Vuelvo a la entrada a por el bolso. Como es un bolso grande, cabe hasta la pequeña botella de Veuve Clicquot que he traído. La saco, voy a la cocina y la meto en la nevera para que se refresque. Nunca bebo sola, pero hoy quiero brindar con mis fantasmas, con mi abuela, con mi madre, con mi padre.

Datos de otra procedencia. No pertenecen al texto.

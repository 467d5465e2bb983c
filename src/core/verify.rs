use crate::core::markers;
use crate::core::poller::{await_condition, PollPlan, PollReport};
use crate::domain::ports::{Fetcher, ProbeConfig};
use crate::utils::error::Result;
use std::time::Duration;

/// Drives eventual-consistency checks against one service with a shared
/// attempt budget and interval.
pub struct SyncVerifier<F: Fetcher> {
    fetcher: F,
    max_attempts: u32,
    interval: Duration,
}

impl<F: Fetcher> SyncVerifier<F> {
    pub fn new(fetcher: F, config: &dyn ProbeConfig) -> Self {
        Self {
            fetcher,
            max_attempts: config.max_attempts(),
            interval: config.interval(),
        }
    }

    pub fn with_settings(fetcher: F, max_attempts: u32, interval: Duration) -> Self {
        Self {
            fetcher,
            max_attempts,
            interval,
        }
    }

    /// Wait until `marker` shows up at `target`.
    pub async fn verify_content(&self, target: &str, marker: &str) -> Result<PollReport> {
        tracing::info!("Waiting for '{}' to appear at {}", marker, target);
        let report = self.run(target, markers::contains(marker)).await?;
        tracing::info!(
            "'{}' appeared after {} attempts ({}ms)",
            marker,
            report.attempts,
            report.elapsed_ms
        );
        Ok(report)
    }

    /// Wait until `marker` is gone from `target`.
    pub async fn verify_content_missing(&self, target: &str, marker: &str) -> Result<PollReport> {
        tracing::info!("Waiting for '{}' to disappear from {}", marker, target);
        let report = self.run(target, markers::absent(marker)).await?;
        tracing::info!(
            "'{}' disappeared after {} attempts ({}ms)",
            marker,
            report.attempts,
            report.elapsed_ms
        );
        Ok(report)
    }

    /// Wait until the product listing at `target` reports the given stock.
    pub async fn verify_stock(&self, target: &str, level: u32) -> Result<PollReport> {
        tracing::info!("Waiting for stock to reach {} at {}", level, target);
        let report = self.run(target, markers::stock_level(level)).await?;
        tracing::info!(
            "Stock {} observed after {} attempts ({}ms)",
            level,
            report.attempts,
            report.elapsed_ms
        );
        Ok(report)
    }

    /// Wait until the body at `target` matches `pattern`.
    pub async fn verify_matches(&self, target: &str, pattern: &str) -> Result<PollReport> {
        tracing::info!("Waiting for /{}/ to match at {}", pattern, target);
        let predicate = markers::matches(pattern)?;
        let report = self.run(target, predicate).await?;
        tracing::info!(
            "Pattern matched after {} attempts ({}ms)",
            report.attempts,
            report.elapsed_ms
        );
        Ok(report)
    }

    async fn run<P: Fn(&str) -> bool>(&self, target: &str, predicate: P) -> Result<PollReport> {
        let plan = PollPlan::new(target, self.max_attempts, self.interval)?;
        await_condition(&self.fetcher, &plan, predicate).await
    }
}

Hoy, uno de los últimos días en que voy a estar en su casa resulta que es el último día en que el dictador va a estar en la que ha sido su morada durante más de cuarenta años. Extraña coincidencia que exhumen a Franco justo en la misma semana en la que yo voy a «exhumar» mis recuerdos. No los voy a sacar de la tierra, pero sí de algún recóndito rincón de esta casa y de mi memoria.
12
—Vamos, niña, que parece que estás en Babia —me decía mi madre cuando me quedaba pensativa, mirando al infinito, pensando en todas las cosas que no entendía.
—Ya no soy una niña, mamá. Tengo trece años.
—Trece cerdos podía haber criado en ese tiempo.
Aquella era una frase que solía tener preparada cuando mencionaba mi edad. Yo quería creer que lo decía en broma, porque el comentario venía casi siempre enmarcado por risas y porque mi madre me quería y durante mucho tiempo lo único que hizo en la vida fue sufrir por mí. Tal vez por eso mencionaba lo de los cerdos y otras lindezas del tipo:
—Desde luego, si ahora fuera, no tendría hijos. Si no te hubiera tenido, tampoco te habría echado de menos.
Cuando mamá me decía esas cosas, me entraban muchas ganas de llorar. A veces me las aguantaba, a veces me encerraba en el baño y dejaba que salieran todas las lágrimas que se escondían detrás de mis ojos.
—Pues no creo que tengas mucha queja de mí —replicaba yo si no estaba llorando en el aseo.
—No he dicho que tenga queja. Pero si ahora fuera, no tendría hijos —repetía con un ligero cambio de matiz.
Y yo me quedaba sin saber qué decir. Ni qué pensar.